[THE TASK]
Collect each line of the entries that holds the string "needed".

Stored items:
══════
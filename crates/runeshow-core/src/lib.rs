//! runeshow core library: inspecting byte strings that may not be text.
//!
//! A byte string carries no guarantee of being valid UTF-8. This crate
//! answers two questions about such input: is it well formed, and what does
//! a position-wise scan see? The scan never fails. Every position that does
//! not start a well-formed unit yields U+FFFD and a one-byte step, so the
//! caller always gets a finite trace covering the whole input.
//!
//! Decoded units are plain [`text::Rune`] integers, not `char`. A rune may
//! hold a surrogate half or a value beyond U+10FFFF; the [`demo`] module
//! prints such values on purpose.
//!
//! Layout:
//! - `text::utf8` / `text::utf16`: decoders (layout/reader/parser/positions)
//! - `input`: parsing of hex and rune literals supplied by users
//! - `inspect`: builds serializable [`TextReport`]s from a scan
//! - `demo`: fixed demonstration scripts written to any `io::Write`
//!
//! # Examples
//! ```
//! use runeshow_core::text::utf8::{is_valid_utf8, utf8_positions};
//!
//! let bytes = b"\xed\xa0\xbd\x00";
//! assert!(!is_valid_utf8(bytes));
//! let offsets: Vec<usize> = utf8_positions(bytes).map(|(offset, _)| offset).collect();
//! assert_eq!(offsets, vec![0, 1, 2, 3]);
//! ```

use serde::{Deserialize, Serialize};

pub mod demo;
pub mod input;
mod inspect;
pub mod text;

pub use demo::{Scenario, UnknownScenario, run_scenario, show_string, show_units};
pub use inspect::{inspect_utf8, inspect_utf16};
pub use text::Rune;

/// Current report schema version.
pub const REPORT_VERSION: u32 = 1;

/// Encoding a report was produced for.
#[derive(Debug, Clone, Copy, PartialEq, Eq, Serialize, Deserialize)]
pub enum Encoding {
    #[serde(rename = "utf-8")]
    Utf8,
    #[serde(rename = "utf-16")]
    Utf16,
}

impl Encoding {
    pub fn as_str(self) -> &'static str {
        match self {
            Encoding::Utf8 => "utf-8",
            Encoding::Utf16 => "utf-16",
        }
    }

    /// Name of the offset unit used in traces.
    pub fn unit_name(self) -> &'static str {
        match self {
            Encoding::Utf8 => "byte",
            Encoding::Utf16 => "code unit",
        }
    }
}

/// Result of one inspection.
///
/// # Examples
/// ```
/// use runeshow_core::{Encoding, inspect_utf8};
///
/// let report = inspect_utf8("日本語".as_bytes());
/// assert_eq!(report.encoding, Encoding::Utf8);
/// assert!(report.valid);
/// assert_eq!(report.steps.len(), 3);
/// ```
#[derive(Debug, Clone, PartialEq, Serialize, Deserialize)]
pub struct TextReport {
    /// Report schema version.
    pub report_version: u32,
    /// Tool identification metadata.
    pub tool: ToolInfo,
    pub encoding: Encoding,
    /// Input length in bytes (UTF-8) or code units (UTF-16).
    pub length: usize,
    /// Whether the whole input is well formed.
    pub valid: bool,
    /// Number of steps that are U+FFFD substitutions.
    pub replacements: usize,
    /// One entry per iteration step, in input order.
    pub steps: Vec<DecodeStep>,
}

/// Tool metadata embedded in reports.
#[derive(Debug, Clone, PartialEq, Serialize, Deserialize)]
pub struct ToolInfo {
    pub name: String,
    pub version: String,
}

impl Default for ToolInfo {
    fn default() -> Self {
        Self {
            name: "runeshow".to_string(),
            version: env!("CARGO_PKG_VERSION").to_string(),
        }
    }
}

/// One position of a scan.
///
/// # Examples
/// ```
/// use runeshow_core::DecodeStep;
///
/// let step = DecodeStep {
///     offset: 3,
///     rune: 0,
///     unicode: "U+0000".to_string(),
///     width: 1,
///     error: None,
/// };
/// assert!(!step.is_replacement());
/// ```
#[derive(Debug, Clone, PartialEq, Eq, Serialize, Deserialize)]
pub struct DecodeStep {
    /// Start of the unit, in bytes or code units.
    pub offset: usize,
    /// Decoded value, or U+FFFD for a substitution.
    pub rune: Rune,
    /// `U+XXXX 'c'` rendering of `rune`.
    pub unicode: String,
    /// Input elements consumed by this step.
    pub width: usize,
    /// Why decoding failed, for substitutions only.
    #[serde(default, skip_serializing_if = "Option::is_none")]
    pub error: Option<String>,
}

impl DecodeStep {
    pub fn is_replacement(&self) -> bool {
        self.error.is_some()
    }
}
//! UTF-8 decoding.
//!
//! `parser` decodes one unit and explains failures; `positions` walks a
//! whole byte sequence, turning every failure into U+FFFD and a one-byte
//! step so that the scan always terminates. Bit masks and lead-byte ranges
//! live in `layout`, safe byte access in `reader`.

pub mod error;
pub mod layout;
pub mod parser;
pub mod positions;
pub mod reader;

pub use error::DecodeError;
pub use parser::decode_rune;
pub use positions::{Utf8Positions, Utf8Step, is_valid_utf8, utf8_positions};
use super::error::DecodeError;
use super::layout;
use super::reader::Utf8Reader;
use crate::text::rune::{MAX_RUNE, Rune, SURROGATE_MAX, SURROGATE_MIN};

/// Decodes the UTF-8 unit at the start of `bytes`.
///
/// Returns the decoded rune and the number of bytes it occupies. Overlong
/// forms, encoded surrogates and values above U+10FFFF are rejected even
/// though their bit patterns are well formed.
///
/// # Examples
/// ```
/// use runeshow_core::text::utf8::decode_rune;
///
/// assert_eq!(decode_rune("日本語".as_bytes()), Ok((0x65E5, 3)));
/// assert!(decode_rune(&[0xC0, 0x80]).is_err());
/// ```
pub fn decode_rune(bytes: &[u8]) -> Result<(Rune, usize), DecodeError> {
    let reader = Utf8Reader::new(bytes);
    let lead = reader.read_lead()?;
    let (len, mut value) = match lead {
        b if layout::ASCII_RANGE.contains(&b) => return Ok((Rune::from(b), 1)),
        b if layout::LEAD2_RANGE.contains(&b) => (2, u32::from(b & layout::LEAD2_PAYLOAD)),
        b if layout::LEAD3_RANGE.contains(&b) => (3, u32::from(b & layout::LEAD3_PAYLOAD)),
        b if layout::LEAD4_RANGE.contains(&b) => (4, u32::from(b & layout::LEAD4_PAYLOAD)),
        value => return Err(DecodeError::InvalidLeadByte { value }),
    };

    for offset in 1..len {
        value = (value << 6) | reader.read_continuation(offset, len)?;
    }

    if value < layout::MIN_VALUE_BY_LEN[len] {
        return Err(DecodeError::Overlong { value, len });
    }
    let rune = Rune::try_from(value).map_err(|_| DecodeError::OutOfRange { value })?;
    if (SURROGATE_MIN..=SURROGATE_MAX).contains(&rune) {
        return Err(DecodeError::Surrogate { value });
    }
    if rune > MAX_RUNE {
        return Err(DecodeError::OutOfRange { value });
    }
    Ok((rune, len))
}
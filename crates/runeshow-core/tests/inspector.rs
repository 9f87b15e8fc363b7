use runeshow_core::text::utf8::{is_valid_utf8, utf8_positions};
use runeshow_core::text::{REPLACEMENT_RUNE, Rune, format_unicode, rune_len, valid_rune};

#[test]
fn well_formed_input_yields_one_pair_per_unit() {
    let text = "Hello, 世界 💩";
    let bytes = text.as_bytes();
    assert!(is_valid_utf8(bytes));

    let pairs: Vec<(usize, Rune)> = utf8_positions(bytes).collect();
    assert_eq!(pairs.len(), text.chars().count());

    let mut expected_offset = 0;
    for ((offset, rune), ch) in pairs.iter().zip(text.chars()) {
        assert_eq!(*offset, expected_offset);
        assert_eq!(*rune, ch as Rune);
        expected_offset += rune_len(*rune).expect("valid rune");
    }
    assert_eq!(expected_offset, bytes.len());
}

#[test]
fn any_malformed_byte_makes_input_invalid() {
    for bad in [0x80u8, 0xC0, 0xC1, 0xF5, 0xFE, 0xFF] {
        let bytes = [b'o', b'k', bad, b'!'];
        assert!(!is_valid_utf8(&bytes), "byte 0x{bad:02x}");
        assert!(utf8_positions(&bytes).any(|(_, rune)| rune == REPLACEMENT_RUNE));
    }
}

#[test]
fn invalid_lead_then_terminator() {
    let pairs: Vec<_> = utf8_positions(&[0xFF, 0x00]).collect();
    assert_eq!(pairs, vec![(0, REPLACEMENT_RUNE), (1, 0)]);
}

#[test]
fn nihongo_scenario() {
    let bytes = "日本語".as_bytes();
    assert!(is_valid_utf8(bytes));
    let pairs: Vec<_> = utf8_positions(bytes).collect();
    assert_eq!(pairs, vec![(0, 0x65E5), (3, 0x672C), (6, 0x8A9E)]);
}

#[test]
fn encoded_surrogate_scenario() {
    let bytes = [0xED, 0xA0, 0xBD, 0x00];
    assert!(!is_valid_utf8(&bytes));
    let pairs: Vec<_> = utf8_positions(&bytes).collect();
    assert_eq!(
        pairs,
        vec![
            (0, REPLACEMENT_RUNE),
            (1, REPLACEMENT_RUNE),
            (2, REPLACEMENT_RUNE),
            (3, 0)
        ]
    );
}

#[test]
fn out_of_domain_runes_are_representable() {
    let surrogate: Rune = 0xD83D;
    let out_of_range: Rune = 0xFFFFFFF;
    assert_eq!(surrogate.to_string(), "55357");
    assert_eq!(out_of_range.to_string(), "268435455");
    assert!(!valid_rune(surrogate));
    assert!(!valid_rune(out_of_range));
    assert_eq!(format_unicode(surrogate), "U+D83D");
    assert_eq!(format_unicode(out_of_range), "U+FFFFFFF");
}

#[test]
fn every_byte_is_accounted_for() {
    let bytes = b"\xe6\x97\xa5\xff\xe6\x97a\xf0\x9f\x92\xa9\xc0";
    let mut covered = vec![false; bytes.len()];
    let mut positions = utf8_positions(bytes);
    while let Some(step) = positions.next_step() {
        for slot in &mut covered[step.offset..step.offset + step.width] {
            assert!(!*slot, "byte covered twice");
            *slot = true;
        }
    }
    assert!(covered.into_iter().all(|seen| seen));
}
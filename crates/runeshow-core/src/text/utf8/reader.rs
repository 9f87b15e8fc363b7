use super::error::DecodeError;
use super::layout;

pub struct Utf8Reader<'a> {
    bytes: &'a [u8],
}

impl<'a> Utf8Reader<'a> {
    pub fn new(bytes: &'a [u8]) -> Self {
        Self { bytes }
    }

    pub fn read_lead(&self) -> Result<u8, DecodeError> {
        self.bytes.first().copied().ok_or(DecodeError::Empty)
    }

    /// Reads the payload bits of the continuation byte at `offset`.
    pub fn read_continuation(&self, offset: usize, needed: usize) -> Result<u32, DecodeError> {
        let value = self
            .bytes
            .get(offset)
            .copied()
            .ok_or(DecodeError::Truncated {
                needed,
                actual: self.bytes.len(),
            })?;
        if value & layout::CONTINUATION_MASK != layout::CONTINUATION_TAG {
            return Err(DecodeError::InvalidContinuation { offset, value });
        }
        Ok(u32::from(value & layout::CONTINUATION_PAYLOAD))
    }
}
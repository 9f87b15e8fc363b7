use crate::text::format_unicode;
use crate::text::utf8::utf8_positions;
use crate::text::utf16::utf16_positions;
use crate::{DecodeStep, Encoding, REPORT_VERSION, TextReport, ToolInfo};

/// Scans `bytes` as UTF-8 and summarizes every step.
pub fn inspect_utf8(bytes: &[u8]) -> TextReport {
    let mut steps = Vec::new();
    let mut positions = utf8_positions(bytes);
    while let Some(step) = positions.next_step() {
        if let Some(error) = step.error.as_ref() {
            tracing::trace!(offset = step.offset, %error, "substituted U+FFFD");
        }
        steps.push(DecodeStep {
            offset: step.offset,
            rune: step.rune,
            unicode: format_unicode(step.rune),
            width: step.width,
            error: step.error.map(|error| error.to_string()),
        });
    }
    finish(Encoding::Utf8, bytes.len(), steps)
}

/// Scans `units` as UTF-16 and summarizes every step.
pub fn inspect_utf16(units: &[u16]) -> TextReport {
    let mut steps = Vec::new();
    let mut positions = utf16_positions(units);
    while let Some(step) = positions.next_step() {
        if let Some(error) = step.error.as_ref() {
            tracing::trace!(index = step.index, %error, "substituted U+FFFD");
        }
        steps.push(DecodeStep {
            offset: step.index,
            rune: step.rune,
            unicode: format_unicode(step.rune),
            width: step.width,
            error: step.error.map(|error| error.to_string()),
        });
    }
    finish(Encoding::Utf16, units.len(), steps)
}

fn finish(encoding: Encoding, length: usize, steps: Vec<DecodeStep>) -> TextReport {
    let replacements = steps.iter().filter(|step| step.is_replacement()).count();
    let valid = replacements == 0;
    tracing::debug!(
        encoding = encoding.as_str(),
        length,
        steps = steps.len(),
        replacements,
        valid,
        "inspected input"
    );
    TextReport {
        report_version: REPORT_VERSION,
        tool: ToolInfo::default(),
        encoding,
        length,
        valid,
        replacements,
        steps,
    }
}

#[cfg(test)]
mod tests {
    use super::*;

    #[test]
    fn utf8_report_counts_replacements() {
        let report = inspect_utf8(b"\xed\xa0\xbd\x00");
        assert!(!report.valid);
        assert_eq!(report.length, 4);
        assert_eq!(report.replacements, 3);
        let offsets: Vec<_> = report.steps.iter().map(|step| step.offset).collect();
        assert_eq!(offsets, vec![0, 1, 2, 3]);
        assert_eq!(
            report.steps[0].error.as_deref(),
            Some("encoded surrogate half: U+D83D")
        );
        assert_eq!(
            report.steps[1].error.as_deref(),
            Some("invalid lead byte: 0xa0")
        );
        assert_eq!(report.steps[3].unicode, "U+0000");
    }

    #[test]
    fn utf8_report_widths_cover_valid_input() {
        let text = "日本語";
        let report = inspect_utf8(text.as_bytes());
        assert!(report.valid);
        assert_eq!(report.replacements, 0);
        let total: usize = report.steps.iter().map(|step| step.width).sum();
        assert_eq!(total, text.len());
        assert_eq!(report.steps[1].unicode, "U+672C '本'");
    }

    #[test]
    fn utf16_report_uses_code_unit_offsets() {
        let report = inspect_utf16(&[0x41, 0xD83D, 0xDCA9, 0xDCA9]);
        assert!(!report.valid);
        assert_eq!(report.length, 4);
        let offsets: Vec<_> = report.steps.iter().map(|step| step.offset).collect();
        assert_eq!(offsets, vec![0, 1, 3]);
        assert_eq!(report.steps[1].width, 2);
        assert_eq!(report.steps[1].rune, 0x1F4A9);
        assert_eq!(
            report.steps[2].error.as_deref(),
            Some("unpaired low surrogate: 0xdca9")
        );
    }

    #[test]
    fn empty_input_is_valid() {
        let report = inspect_utf8(b"");
        assert!(report.valid);
        assert!(report.steps.is_empty());
    }
}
══════
[EXERCISE RESULT]
    pub fn read_continuation(&self, offset: usize, needed: usize) -> Result<u32, DecodeError> {
                needed,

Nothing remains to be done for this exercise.